Gurucul, a leader in unified security and risk analytics technology for on-premises and the cloud, introduced automated intelligent threat hunting that uses artificial intelligence (AI) and machine learning (ML) to detect behaviors associated with cyber attacks and data breaches, while providing the most advanced capabilities for manual investigations.
Gurucul will exhibit these new artificial intelligence enabled capabilities at RSA Conference 2020.
Traditional threat hunting tools and SIEMs use legacy capabilities and focus on a limited number of use cases, since they rely on data and alerts from a narrow set of resources.
With cloud adoption increasing at a record pace, threat hunting must span hybrid, on-premises and cloud environments and ingest data from multi-cloud SaaS/PaaS/IaaS, applications, infrastructure, vulnerability management, IoT, threat intelligence, medical devices, firewall, network devices and more.
Gurucul provides agentless, out-of-the-box integrations that collect, ingest, and enrich data from disparate sources at massive scale, ensuring performance and providing real-time, end-to-end visibility and context.

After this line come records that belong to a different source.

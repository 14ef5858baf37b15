use actix_web::error::{JsonPayloadError, UrlencodedError};
use actix_web::{Error, HttpRequest};
use log::debug;

use crate::utils::error::CustomError;

/// Malformed JSON bodies get the same envelope as every other error
pub fn json_error_handler(err: JsonPayloadError, req: &HttpRequest) -> Error {
    debug!("Rejected JSON body on {}: {}", req.path(), err);
    CustomError::BadRequestError(err.to_string()).into()
}

pub fn form_error_handler(err: UrlencodedError, req: &HttpRequest) -> Error {
    debug!("Rejected form body on {}: {}", req.path(), err);
    CustomError::BadRequestError(err.to_string()).into()
}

The new AI/ML behavior analytics for guided proactive hunting of unknown threats, enriched with MITRE ATT&CK Framework tactics and techniques as well as risk scoring, pre-built playbooks and case management capabilities reduce detection and response times by 67%.
Gurucul provides prebuilt threat libraries that include models, queries, data features and playbooks to support a wide-range of threat hunting use cases like insider threat detection, data exfiltration, phishing, endpoint forensics, malicious processes, ransomware detection and network threat analytics, as well as cyberthreat, human centric and entity related threat scenarios.
These prepacked libraries help analysts prioritize base activities and focus on the proactive investigation of new and unknown threat patterns using contextual data. Meanwhile, new AI capabilities in Gurucul Miner help discover impacted users, devices and entities.
“One of the biggest challenges associated with threat hunting is the manual labor involved in piecing together data from various sources to trace the origin, tactics and techniques across different stages of an attack,” said Nilesh Dherange, CTO of Gurucul.
“By combining link analysis and chaining, Gurucul automatically connects all of the events linked to an incident and provides hybrid/borderless context without the need for analysts to run multiple queries or use different applications. Meanwhile, out-of-the-box threat libraries and AI/ML guided threat hunting allows security personnel to detect, analyze, and take immediate remediation actions confidently.”
Gurucul AI enabled threat hunting capabilities apply advanced ML algorithms to assess a wide range of behavioral attributes to identify anomalies, outliers and indicators of compromise.
It uses more than 1600 pre-built cybersecurity and threat hunting models that cover hundreds of the most commonly used cloud, IoT, business, infrastructure, database and network applications in enterprises.
End-to-end analytics enabled threat hunting
Gurucul AI/ML enabled threat hunting capabilities provide the following capabilities:
Gurucul Miner enables natural language fast search, pivoting on any data set, saving searches and empowering analysts to focus on investigations rather than writing complex queries. They can also easily drill down into results by applying additional point and click filters.
Automated Incident Timelines create a smart link of the entire attack lifecycle for pre and post incident analysis. Timelines can span days, and even years of data with easy to understand visualizations.
Automated Risk Prioritized Intelligent Responses via integration with Gurucul SOAR enables analysts to invoke hundreds of actions and playbooks upon detection of a threat to minimize damages.
Predictive Analysis can predict the potential next step of an attack with a summary view of impacted devices and information about users including title, department, location, etc., for pre-emptive remediation.
Pre-Built and Configurable Personas with personalized dashboards and pre-built workflows to support functional roles including Cyber Threat Team Lead, Cyber Threat Intelligence (CTI) lead, Hunting Technician, Forensic Technician, Counter Intelligence Tech, Counter Cyber Security Intel Technician, Network Engineer Tech and Incident Response Liaison.
MITRE ATT&CK Framework API-based integration covers threat hunting for industrial control systems, enterprise and mobile, and ensures new threats are automatically detected and prioritized using Gurucul’s risk scoring mechanism.
Visualization and Dashboarding enables analysts to view threats from different perspectives using several widgets including Tree Map, Bubble Chart, etc., that provide full drill down capabilities into events without leaving the interface.
The unique scorecard widget generates a spider chart representation of cyber threat hunting outcomes such as impact, sustaining mitigation measures, process improvements score, etc.
Metrics Reporting includes prebuilt and easy to customize daily, weekly, monthly and annual reporting of threats and dashboard modules that span current and past trends, resource allocation and more.